This is my next experiment, having come a long way in adjusting jpegs in curve work, sharpness and so on. It helps if you have worked in layers before, but in fact this can be the simplest use of layers (as apposed to the long route to masking to blur a background in an earlier blog).

For my first ever venture into layering for extended dynamic range, I chose some night shots with very long exposures. I wasn't happy with the end results in either of two exposures : one was too dark and the other was light and soft with flat highlights around some nice period style lamps.

I wanted to try several exposures but on the laptop I wasn't pleased with either of the two "keepers" from the back of the camera view. However both had their merits. So my first fodder for a long awaited experiment.

So what came out of the box??





One too dark: maybe a lift would help it, but then it may lose depth and realism. The other one is about right, but a bit too soft and short a depth of field. Also the highlights are overcooked around the detail lamps I wanted.

Try One: Dark onto of lighter: shining through?


Okay, so these have uploaded not so great but you can see there is a subtle extension to the DR in the merged down shot, dark ontop of light with about the right transparency (sorry I forget if it is 60% + or under 30%: experiment yourselves, use undo to get back !)

The highlights are still blown and the detail is not sharp. A kind of worst of both worlds but the exposure is better.

Now the reverse: a thin, 24% light layer ontop of a 65:8:5 sharpened dark layer which was lifted slightly in the shadows. The light layer on top is slightly dropped on the highlight peak (lamps of course)


Now! Here I have had quite a plasticy looking "dark" layer once sharpened, but the feint light layer is merged down at 24% opaicity it unexpectedly softens it nicely. The main aim was to lift the shadows.

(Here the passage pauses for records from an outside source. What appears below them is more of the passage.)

//! Angle <-> raw position conversion.
//!
//! `position = trunc((180 + angle) * 4096/360 + 0.5)`
//! `angle    = position * 360/4096 - 180`

use std::ops::RangeInclusive;

/// Raw counts per full revolution.
pub const COUNTS_PER_REV: f64 = 4096.0;
/// Angle reported for raw position 0.
pub const OFFSET_DEG: f64 = 180.0;
/// Angular size of one raw count.
pub const RESOLUTION_DEG: f32 = 360.0 / 4096.0;
/// Angles this tool will command.
pub const ANGLE_RANGE: RangeInclusive<f32> = -50.0..=50.0;

/// Convert an angle to the goal-position register value.
///
/// Rounds half up via `trunc(x + 0.5)` and saturates into `u16`; the caller
/// checks the angle against [`ANGLE_RANGE`] first.
#[inline]
#[allow(clippy::cast_possible_truncation, clippy::cast_sign_loss)]
pub fn to_position(angle: f32) -> u16 {
    let raw = (OFFSET_DEG + f64::from(angle)) * COUNTS_PER_REV / 360.0;
    (raw + 0.5).trunc() as u16
}

/// Convert a raw position back to degrees. No rounding.
#[inline]
#[allow(clippy::cast_possible_truncation)]
pub fn to_angle(position: u32) -> f32 {
    (f64::from(position) * 360.0 / COUNTS_PER_REV - OFFSET_DEG) as f32
}
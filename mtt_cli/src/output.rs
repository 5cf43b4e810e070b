//! Result rendering: one status line, or one JSON line with `--json`.

use mtt_core::{RunReport, StatusReport};
use serde_json::{Value, json};

use crate::options::Options;

fn status_json(s: &StatusReport) -> Value {
    json!({
        "goal": s.goal,
        "goal_deg": s.goal_deg(),
        "present": s.present,
        "present_deg": s.present_deg(),
        "torque_limit": s.torque_limit,
        "torque_enable": s.torque_enable,
    })
}

pub fn report_json(opts: &Options, report: &RunReport) -> Value {
    json!({
        "id": opts.motor_id,
        "model_number": report.model_number,
        "target_angle": opts.target_angle,
        "target": opts.move_request().map(|r| r.target),
        "goal_timeout_s": opts.goal_timeout_s,
        "slip_timeout_s": opts.slip_timeout_s,
        "moving_threshold": opts.moving_threshold,
        "outcome": report.outcome.map(|o| o.name()),
        "status": report.status.as_ref().map(status_json),
    })
}

/// Print `report` to stdout. Without `--json` and without a status there is
/// nothing to print.
pub fn print_report(opts: &Options, report: &RunReport, json: bool) {
    if json {
        println!("{}", report_json(opts, report));
    } else if let Some(status) = &report.status {
        println!("{status}");
    }
}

Any benefit over just one image worked up on curve and sharpening though?? Well as mentioned the sharpening which hardened the details on the lamps, balcony, woodwork etc would be too intrusive while the image with the best DOF viz the darker, if chosen would become noisy and dull when lifted so much!!

I have heard of layers being used from negatives in the dark room, suppositioning several exposures onto one paper. And of course it is the origin of the colour process!

So I am pretty pleased and once again I feel a little of the magic that people had 30 years ago and longer when an image would appear out the baths magically.

Here is the image larger below because I can see the compression is killing the IQ : however you can see what I mean above in all the shots.

fredag 2. september 2011

Mu Ft y

Well I am disappointed that sony is going over the top in spec and price for the NEX 7 while Nikon look like following Pentax into an early grave with limited, price point competing interchangeable lens cameras.

What do I like about mFT?

Same things I like about FT- size, entusiast spec in controls and menus, expandability

Then there is : expandability..in 2020....the range of bodies, the new choice

-ve? CDAF ?? the range of new cameras...will I miss out on IR laser range finding which will be PDAF quality if i buy the flavour of next week? or built in EVF?

Sensor quality gap: will it be worth it? I mean a d7000 for 'serious' thought out shots and a ZX1 for walk around shots capable of wowing or sligjhtly impressing people on Facebook?

PRICE of decent kit. The price per f stop has to come down!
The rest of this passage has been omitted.